Интересно пятое положение: «хранить обычаи древние». Татищев при этом разъясняет, что «где польза общая требует, то не нужно на древность и обычаи смотреть, токмо при том надобно, чтоб причины понуждающие внятно изъяснены были». Видимо, совет связан с каким-то определенным нарушением обычаев. С такого рода нарушениями постоянно приходилось сталкиваться во времена бироновщины. Татищев напоминает также и о сравнительно давнем, весьма опасном нарушении традиции. «До царства Борисова, — говорит он, — в Руссии крестьянство было все вольное, но он слуг, холопей и крестьян сделал крепостными». Это нарушение «древних обычаев» вызвало восстание холопов и крестьян. Кому в этом случае Татищев сочувствует — угадать нетрудно.

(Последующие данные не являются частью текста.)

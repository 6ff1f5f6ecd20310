use clap::Args;
use figment::Figment;
use figment::providers::Serialized;
use std::path::PathBuf;

/// Values that take precedence over `Settings.toml` and the environment.
#[derive(Debug, Default, Clone)]
pub struct ConfigOverrides {
    pub csv_path: Option<PathBuf>,
    pub interval_seconds: Option<u64>,
    pub output_path: Option<PathBuf>,
    pub host: Option<String>,
    pub port: Option<u16>,
}

impl ConfigOverrides {
    pub(crate) fn apply(&self, mut figment: Figment) -> Figment {
        if let Some(path) = &self.csv_path {
            figment = figment.merge(Serialized::default("source.csv_path", path));
        }
        if let Some(seconds) = self.interval_seconds {
            figment = figment.merge(Serialized::default("refresher.interval_seconds", seconds));
        }
        if let Some(path) = &self.output_path {
            figment = figment.merge(Serialized::default("refresher.output_path", path));
        }
        if let Some(host) = &self.host {
            figment = figment.merge(Serialized::default("server.host", host));
        }
        if let Some(port) = self.port {
            figment = figment.merge(Serialized::default("server.port", port));
        }
        figment
    }
}

/// Command-line flags of the map refresher.
#[derive(Debug, Default, Clone, Args)]
pub struct RefresherArgs {
    /// CSV file containing the vehicle position log
    #[arg(long = "csv", value_name = "PATH")]
    pub csv_path: Option<PathBuf>,

    /// Seconds between map refreshes
    #[arg(long = "interval", value_name = "SECONDS")]
    pub interval_seconds: Option<u64>,

    /// Where the refreshed map document is written
    #[arg(long = "output", value_name = "PATH")]
    pub output_path: Option<PathBuf>,
}

impl From<&RefresherArgs> for ConfigOverrides {
    fn from(args: &RefresherArgs) -> Self {
        Self {
            csv_path: args.csv_path.clone(),
            interval_seconds: args.interval_seconds,
            output_path: args.output_path.clone(),
            ..Self::default()
        }
    }
}

/// Command-line flags of the web server.
#[derive(Debug, Default, Clone, Args)]
pub struct ServerArgs {
    /// CSV file containing the vehicle position log
    #[arg(long = "csv", value_name = "PATH")]
    pub csv_path: Option<PathBuf>,

    /// Address the web server binds to
    #[arg(long)]
    pub host: Option<String>,

    /// Port the web server listens on
    #[arg(long)]
    pub port: Option<u16>,
}

impl From<&ServerArgs> for ConfigOverrides {
    fn from(args: &ServerArgs) -> Self {
        Self {
            csv_path: args.csv_path.clone(),
            host: args.host.clone(),
            port: args.port,
            ..Self::default()
        }
    }
}
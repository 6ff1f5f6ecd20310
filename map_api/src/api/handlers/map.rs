use crate::api::error::ApiError;
use crate::state::PositionSource;
use axum::extract::State;
use axum::response::Html;
use shared::MapConfig;
use shared::map::{empty_page, render_map};
use std::sync::Arc;
use tracing::debug;

/// Renders the current map, or a placeholder page while no vehicle has reported.
pub async fn get_map(
    State(source): State<PositionSource>,
    State(map): State<Arc<MapConfig>>,
) -> Result<Html<String>, ApiError> {
    let fleet = source.load().await?;
    if fleet.is_empty() {
        debug!(name: "api.map.empty", "no vehicle data, serving placeholder page");
        return Ok(Html(empty_page(source.csv_path())));
    }

    Ok(Html(render_map(&fleet, &map)?))
}
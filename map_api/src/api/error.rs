use axum::Json;
use axum::http::StatusCode;
use axum::response::{IntoResponse, Response};
use serde::{Serialize, Serializer};
use shared::map::error::RenderError;
use shared::positions::error::SourceError;
use thiserror::Error;
use tracing::warn;

#[derive(Serialize)]
#[serde(rename_all = "camelCase")]
pub struct ErrorMessage {
    #[serde(serialize_with = "serialize_status")]
    pub status_code: StatusCode,
    pub message: String,
}

#[derive(Debug, Error)]
pub enum ApiError {
    #[error(transparent)]
    Source(#[from] SourceError),
    #[error(transparent)]
    Render(#[from] RenderError),
}

impl IntoResponse for ApiError {
    fn into_response(self) -> Response {
        match self {
            ApiError::Source(e) => {
                warn!(name: "api.source.failed", error = ?e, "failed to read position log");
                ErrorMessage::from((
                    StatusCode::INTERNAL_SERVER_ERROR,
                    "vehicle positions are unavailable",
                ))
                .into_response()
            }
            ApiError::Render(e) => {
                warn!(name: "api.render.failed", error = ?e, "failed to render map");
                ErrorMessage::from((StatusCode::INTERNAL_SERVER_ERROR, "map rendering failed"))
                    .into_response()
            }
        }
    }
}

fn serialize_status<S>(value: &StatusCode, serializer: S) -> Result<S::Ok, S::Error>
where
    S: Serializer,
{
    serializer.serialize_u16(value.as_u16())
}

impl From<(StatusCode, &str)> for ErrorMessage {
    fn from((status_code, message): (StatusCode, &str)) -> Self {
        Self {
            status_code,
            message: message.into(),
        }
    }
}

impl IntoResponse for ErrorMessage {
    fn into_response(self) -> Response {
        (self.status_code, Json(self)).into_response()
    }
}
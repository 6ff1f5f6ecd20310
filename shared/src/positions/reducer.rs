use crate::positions::{Centroid, PositionRecord, VehicleSnapshot};
use std::collections::HashMap;

/// Keeps the last record seen for every vehicle id. Vehicles come out in the
/// order their id first appeared.
pub fn latest_positions(records: impl IntoIterator<Item = PositionRecord>) -> Vec<VehicleSnapshot> {
    let mut slots: HashMap<String, usize> = HashMap::new();
    let mut snapshots: Vec<VehicleSnapshot> = Vec::new();

    for record in records {
        if let Some(&slot) = slots.get(&record.vehicle_id) {
            snapshots[slot].latest = record;
        } else {
            slots.insert(record.vehicle_id.clone(), snapshots.len());
            snapshots.push(VehicleSnapshot::new(record));
        }
    }

    snapshots
}

pub fn centroid(snapshots: &[VehicleSnapshot]) -> Option<Centroid> {
    if snapshots.is_empty() {
        return None;
    }

    #[allow(clippy::cast_precision_loss)]
    let count = snapshots.len() as f64;
    let (latitude_sum, longitude_sum) = snapshots.iter().fold((0.0, 0.0), |(lat, lon), s| {
        (lat + s.latest.latitude, lon + s.latest.longitude)
    });

    Some(Centroid {
        latitude: latitude_sum / count,
        longitude: longitude_sum / count,
    })
}

#[cfg(test)]
mod tests {
    use super::*;

    fn record(id: &str, latitude: f64, longitude: f64, gps_timestamp: &str) -> PositionRecord {
        PositionRecord {
            vehicle_id: id.to_string(),
            latitude,
            longitude,
            heading: 0.0,
            speed: 0.0,
            gps_timestamp: gps_timestamp.to_string(),
            received_timestamp: gps_timestamp.to_string(),
        }
    }

    #[test]
    fn one_snapshot_per_vehicle() {
        let snapshots = latest_positions(vec![
            record("A", 1.0, 1.0, "t1"),
            record("B", 2.0, 2.0, "t1"),
            record("A", 3.0, 3.0, "t2"),
            record("C", 4.0, 4.0, "t2"),
            record("B", 5.0, 5.0, "t3"),
        ]);

        let ids = snapshots
            .iter()
            .map(|s| s.vehicle_id.as_str())
            .collect::<Vec<_>>();
        assert_eq!(ids, vec!["A", "B", "C"]);
        assert!(snapshots.iter().all(|s| s.vehicle_id == s.latest.vehicle_id));
    }

    #[test]
    fn last_row_wins_even_when_older() {
        // File order decides, not the timestamp column
        let snapshots = latest_positions(vec![
            record("A", 1.0, 1.0, "2024-01-01 12:00:00"),
            record("A", 2.0, 2.0, "2024-01-01 11:00:00"),
        ]);

        assert_eq!(snapshots.len(), 1);
        assert_eq!(snapshots[0].latest.latitude, 2.0);
        assert_eq!(snapshots[0].latest.gps_timestamp, "2024-01-01 11:00:00");
    }

    #[test]
    fn no_records_no_snapshots() {
        assert!(latest_positions(Vec::new()).is_empty());
        assert_eq!(centroid(&[]), None);
    }

    #[test]
    fn centroid_is_mean_of_latest_positions() {
        let snapshots = latest_positions(vec![
            record("A", 100.0, 100.0, "t0"),
            record("A", -10.0, 20.0, "t1"),
            record("B", 10.0, 40.0, "t1"),
            record("C", 30.0, -30.0, "t1"),
        ]);

        assert_eq!(
            centroid(&snapshots),
            Some(Centroid {
                latitude: 10.0,
                longitude: 10.0
            })
        );
    }

    #[test]
    fn centroid_of_single_vehicle_is_its_position() {
        let snapshots = latest_positions(vec![record("A", -34.6037, -58.3816, "t")]);
        assert_eq!(
            centroid(&snapshots),
            Some(Centroid {
                latitude: -34.6037,
                longitude: -58.3816
            })
        );
    }
}
mod api;
pub mod state;

use crate::state::AppState;
use axum::Router;
use axum::http::StatusCode;
use axum::routing::get;
use tower_http::cors::{Any, CorsLayer};
use tower_http::trace::TraceLayer;

pub fn app(state: AppState) -> Router {
    Router::new()
        .route("/health", get(|| async { StatusCode::OK }))
        .merge(api::router())
        .with_state(state)
        .layer(TraceLayer::new_for_http())
        .layer(
            CorsLayer::new()
                .allow_origin(Any)
                .allow_methods(Any)
                .allow_headers(Any),
        )
}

Царь нарушил обычай, а бывшие вольные по естественному праву выступили на защиту своей свободы.
Советы законодателям Татищев дает не случайно. Он считает целесообразным подготовить новое Уложение и доказывает это разбором предшествующего русского законодательства. Наиболее продуманным ему представляется Судебник Ивана Грозного, утвержденный собором 1550 года. «В сем Судебнике, — говорит он, — удивления и похвалы достойно, что законы писаны кратки, внятны, речение самое простое, как тогда говорили. И хотя во оном нечто от чужестранных взято... но ни единого слова чужестранного не внесено». Уложение 1649 года менее удовлетворительно. «Как видно, при сочинении надмерно спешили или к сложению искусного секретаря недоставало», — размышляет Татищев. В результате же «некоторые случаи разного состояния в разных главах или статьях разногласны, другие надмерно кратки и темны так, что с трудом сущую силу их разуметь можно, иные потребным многоречием наполнены». Нечеткость изложения создает почву для нарушений и злоупотреблений со стороны судей. К тому же многие статьи Уложения устарели, и есть необходимость ввести целый ряд новых статей. По обыкновению, Татищев напоминает о соответствующем замысле Петра. В связь с этим замыслом он ставит и изучение законодательства других стран. Наперед выдается похвала за подобную же деятельность и правящей императрице, с которой Татищев, видимо, говорил и об этом вопросе, и, очевидно, так же малоуспешно, как и по многим другим.